A Bexar County Texas jury, comprised of Mr Gilbert’s peers, deliberated for less than eleven hours before they acquitted the defendant on all charges. If You Please’s correspondant, Englishman Abroad had this to say about the verdict,

“In most of the world, caveat emptor is the rule of business. Latin for let the buyer beware. It sounds likecaveat vendor, Latin for let the seller beware, is the unwritten rule of law of Texas. A legal principle specifying that the seller is legally responsible for warranting the quality and suitability to task of the item purchased.”

If You Please is neither against guns nor for prostitution, per se, what we are for is America. We respect an individual’s right to bear arms and to defend themselves against unlawful acts. But, imagining that this country’s Founding Fathers envisioned a man killing a prostitute with an AK-47 over $150, when they added the 2nd Amendment to the United States Constitution, is fantasy befitting inclusion in HG Wells’ classic science fiction masterpiece, The Time Machine.

From our piece, President Obama Misses the Target;

“As a society we accept negative consequences as trade offs for many of the liberties which we enjoy. We accept tens of thousands of highway deaths annually as the “cost” associated with driving automobiles. Americans need to weigh the right to keep and bear arms granted to citizens by the United States Constitution against the tangible cost that comes in the form of over ten thousand homicides a year. The intangible cost is our image worldwide, which of course is very real, but immeasurable in the short term. Longer term, America’s wild west gun slinging image, increasingly out of step with the rest of the world, continues to drain Her goodwill, which unfortunately, so many people died by firearms to create.”

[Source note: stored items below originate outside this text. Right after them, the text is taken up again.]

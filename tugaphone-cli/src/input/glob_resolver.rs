//! File pattern resolution using glob

use crate::error::CliError;
use anyhow::{Context, Result};
use glob::glob;
use std::path::PathBuf;

/// Resolve file patterns to existing files, sorted and deduplicated
pub fn resolve_patterns(patterns: &[String]) -> Result<Vec<PathBuf>> {
    let mut files = Vec::new();

    for pattern in patterns {
        let paths = glob(pattern).map_err(|_| CliError::InvalidPattern(pattern.clone()))?;

        for path_result in paths {
            let path =
                path_result.with_context(|| format!("Error resolving pattern: {}", pattern))?;

            if path.is_file() {
                files.push(path);
            }
        }
    }

    if files.is_empty() {
        anyhow::bail!(CliError::FileNotFound(patterns.join(", ")));
    }

    files.sort();
    files.dedup();

    Ok(files)
}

The Texas State motto is Friendship derived from the Caddo Indian word Tejas meaning allies or friends. The leadership, who cling to an unfathomable quest to preserve the gun slinging wild west culture ingrained in the history of their State, might want to place some “conditions” on this saying and take note of the ancient Chinese philosopher, Lao Tzu, who wrote two thousand years ago, “If you do not change direction, you may end up where you are heading.”

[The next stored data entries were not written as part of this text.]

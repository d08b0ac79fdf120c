//! Sentences: the root of the token hierarchy

use super::features::{nest, put, FeatureMap};
use super::word::WordToken;
use crate::domain::dialect::{Dialect, DialectRules};
use crate::domain::ipa::sentence_ipa;
use crate::domain::phonology::is_vowel_letter;
use log::debug;

/// Split text into words on whitespace and hyphens
///
/// Returns each word with the character offset where it starts.
pub fn split_words(text: &str) -> Vec<(usize, &str)> {
    let mut words = Vec::new();
    let mut start: Option<(usize, usize)> = None;

    for (char_idx, (byte_idx, c)) in text.char_indices().enumerate() {
        if c.is_whitespace() || c == '-' {
            if let Some((char_start, byte_start)) = start.take() {
                words.push((char_start, &text[byte_start..byte_idx]));
            }
        } else if start.is_none() {
            start = Some((char_idx, byte_idx));
        }
    }
    if let Some((char_start, byte_start)) = start {
        words.push((char_start, &text[byte_start..]));
    }
    words
}

/// A sentence analyzed against one dialect
#[derive(Debug, Clone)]
pub struct Sentence<'d> {
    surface: String,
    dialect: &'d Dialect,
    words: Vec<WordToken>,
}

impl<'d> Sentence<'d> {
    /// Analyze raw text; words carry no part-of-speech tags
    pub fn new(text: &str, dialect: &'d Dialect) -> Self {
        let words = split_words(text)
            .into_iter()
            .enumerate()
            .map(|(idx, (offset, word))| WordToken::new(word, idx, offset, None, dialect))
            .collect();
        Self::assemble(text.to_string(), dialect, words)
    }

    /// Analyze already tagged tokens, one word per `(surface, tag)` pair
    ///
    /// The sentence surface is the tokens joined by single spaces.
    pub fn from_postagged<S, T>(tokens: &[(S, T)], dialect: &'d Dialect) -> Self
    where
        S: AsRef<str>,
        T: AsRef<str>,
    {
        let mut surface = String::new();
        let mut offset = 0;
        let mut words = Vec::with_capacity(tokens.len());

        for (idx, (word, tag)) in tokens.iter().enumerate() {
            let word = word.as_ref();
            if idx > 0 {
                surface.push(' ');
                offset += 1;
            }
            surface.push_str(word);
            words.push(WordToken::new(word, idx, offset, Some(tag.as_ref()), dialect));
            offset += word.chars().count();
        }
        Self::assemble(surface, dialect, words)
    }

    fn assemble(surface: String, dialect: &'d Dialect, mut words: Vec<WordToken>) -> Self {
        mark_liaison(&mut words);
        debug!(
            "analyzed {} words for {} in {:?}",
            words.len(),
            dialect.code(),
            surface
        );
        Self {
            surface,
            dialect,
            words,
        }
    }

    pub fn surface(&self) -> &str {
        &self.surface
    }

    /// Lowercased surface without edge punctuation or whitespace
    pub fn normalized(&self) -> String {
        self.surface
            .to_lowercase()
            .trim_matches(|c: char| c.is_whitespace() || c.is_ascii_punctuation())
            .to_string()
    }

    pub fn dialect(&self) -> &'d Dialect {
        self.dialect
    }

    pub fn words(&self) -> &[WordToken] {
        &self.words
    }

    pub fn word(&self, idx: usize) -> Option<&WordToken> {
        self.words.get(idx)
    }

    pub fn prev_word(&self, idx: usize) -> Option<&WordToken> {
        idx.checked_sub(1).and_then(|i| self.words.get(i))
    }

    pub fn next_word(&self, idx: usize) -> Option<&WordToken> {
        self.words.get(idx + 1)
    }

    pub fn n_words(&self) -> usize {
        self.words.len()
    }

    pub fn n_whitespaces(&self) -> usize {
        self.words.len().saturating_sub(1)
    }

    /// Word IPA joined by single spaces, PUNCT tokens verbatim
    pub fn ipa(&self) -> String {
        sentence_ipa(
            self.words
                .iter()
                .map(|w| (w.surface(), w.postag(), w.ipa())),
        )
    }

    /// Flat feature export with nested `word_{i}_` entries
    pub fn features(&self) -> FeatureMap {
        let mut f = FeatureMap::new();
        put(&mut f, "dialect", self.dialect.code());
        put(&mut f, "n_words", self.n_words());
        put(&mut f, "n_whitespaces", self.n_whitespaces());
        for w in &self.words {
            nest(&mut f, &format!("word_{}_", w.idx()), w.features());
        }
        f
    }
}

/// Flag word-final s/z/r graphemes followed by a vowel-initial word
fn mark_liaison(words: &mut [WordToken]) {
    for i in 1..words.len() {
        let next_starts_with_vowel = words[i]
            .chars()
            .next()
            .is_some_and(|c| is_vowel_letter(c.canonical()) || c.normalized() == 'h');
        if !next_starts_with_vowel {
            continue;
        }
        if let Some(last) = words[i - 1].graphemes.last_mut() {
            if matches!(last.canonical.chars().last(), Some('s' | 'z' | 'r')) {
                last.requires_liaison = true;
            }
        }
    }
}

#[cfg(test)]
mod tests {
    use super::*;
    use crate::domain::dialect::get_dialect;

    #[test]
    fn test_split_words() {
        assert_eq!(split_words("o guarda-chuva"), vec![(0, "o"), (2, "guarda"), (9, "chuva")]);
        assert_eq!(split_words("  olá   mundo "), vec![(2, "olá"), (8, "mundo")]);
        assert!(split_words("").is_empty());
        assert!(split_words(" - ").is_empty());
    }

    #[test]
    fn test_sentence_ipa_shape() {
        let pt = get_dialect("pt-PT").unwrap();
        let sentence = Sentence::new("o gato come peixe", pt);
        assert_eq!(sentence.n_words(), 4);
        assert_eq!(sentence.ipa().split(' ').count(), 4);
        assert_eq!(sentence.n_whitespaces(), 3);
    }

    #[test]
    fn test_hyphenated_compounds() {
        let pt = get_dialect("pt-PT").unwrap();
        let sentence = Sentence::new("guarda-chuva", pt);
        let surfaces: Vec<&str> = sentence.words().iter().map(WordToken::surface).collect();
        assert_eq!(surfaces, vec!["guarda", "chuva"]);
        assert_eq!(sentence.word(1).map(WordToken::idx_in_sentence), Some(7));
    }

    #[test]
    fn test_from_postagged_punct_passthrough() {
        let pt = get_dialect("pt-PT").unwrap();
        let tokens = [("Olá", "INTJ"), (",", "PUNCT"), ("mundo", "NOUN"), ("!", "PUNCT")];
        let sentence = Sentence::from_postagged(&tokens, pt);
        assert_eq!(sentence.surface(), "Olá , mundo !");
        let ipa = sentence.ipa();
        let parts: Vec<&str> = ipa.split(' ').collect();
        assert_eq!(parts.len(), 4);
        assert_eq!(parts[1], ",");
        assert_eq!(parts[3], "!");
    }

    #[test]
    fn test_homograph_by_tag() {
        let pt = get_dialect("pt-PT").unwrap();
        let sentence = Sentence::from_postagged(&[("ele", "PRON"), ("joga", "VERB"), ("para", "ADP")], pt);
        assert_eq!(sentence.word(2).map(WordToken::ipa), Some("ˈpɐ·ɾɐ"));
    }

    #[test]
    fn test_navigation() {
        let pt = get_dialect("pt-PT").unwrap();
        let sentence = Sentence::new("as casas antigas", pt);
        assert_eq!(sentence.prev_word(1).map(WordToken::surface), Some("as"));
        assert_eq!(sentence.next_word(1).map(WordToken::surface), Some("antigas"));
        assert!(sentence.prev_word(0).is_none());
        assert!(sentence.next_word(2).is_none());
        // "casas" links to "antigas", "as" does not link to "casas"
        assert!(sentence.word(1).and_then(|w| w.graphemes().last()).unwrap().requires_liaison());
        assert!(!sentence.word(0).and_then(|w| w.graphemes().last()).unwrap().requires_liaison());
    }

    #[test]
    fn test_empty_and_normalized() {
        let pt = get_dialect("pt-PT").unwrap();
        let empty = Sentence::new("", pt);
        assert_eq!(empty.n_words(), 0);
        assert_eq!(empty.ipa(), "");
        assert_eq!(empty.n_whitespaces(), 0);

        let sentence = Sentence::new("  Olá, Mundo! ", pt);
        assert_eq!(sentence.normalized(), "olá, mundo");
    }

    #[test]
    fn test_features_nest_words() {
        let pt = get_dialect("pt-PT").unwrap();
        let f = Sentence::new("bom dia", pt).features();
        assert_eq!(f.get("n_words").and_then(|v| v.as_int()), Some(2));
        assert_eq!(f.get("n_whitespaces").and_then(|v| v.as_int()), Some(1));
        assert_eq!(f.get("word_1_text").and_then(|v| v.as_str()), Some("dia"));
        assert!(f.contains_key("word_0_graph_0_char_0_ipa"));
    }
}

If the The Lone Ranger and his sidekick Tonto were on the scene that fateful Christmas Eve in 2009, Mr Gilbert would undoubtedly have awakened on Christmas morning to find a healthy does of coal in his stocking, for starters. Vigilantism, taking the law into one’s own hands is clearly illegal, however, if done correctly, especially in the movies, it can be effective. What Mr Gilbert did was cowardly, Texas law aside. With these types of cowboys roaming the plains of Texas, I seriously doubt my father or his friend, if they were still with us, would pay much attention. Most likely the pair of scientists would give a resounding “Hi-Ho, Silver! Away!” to these modern day cowboys.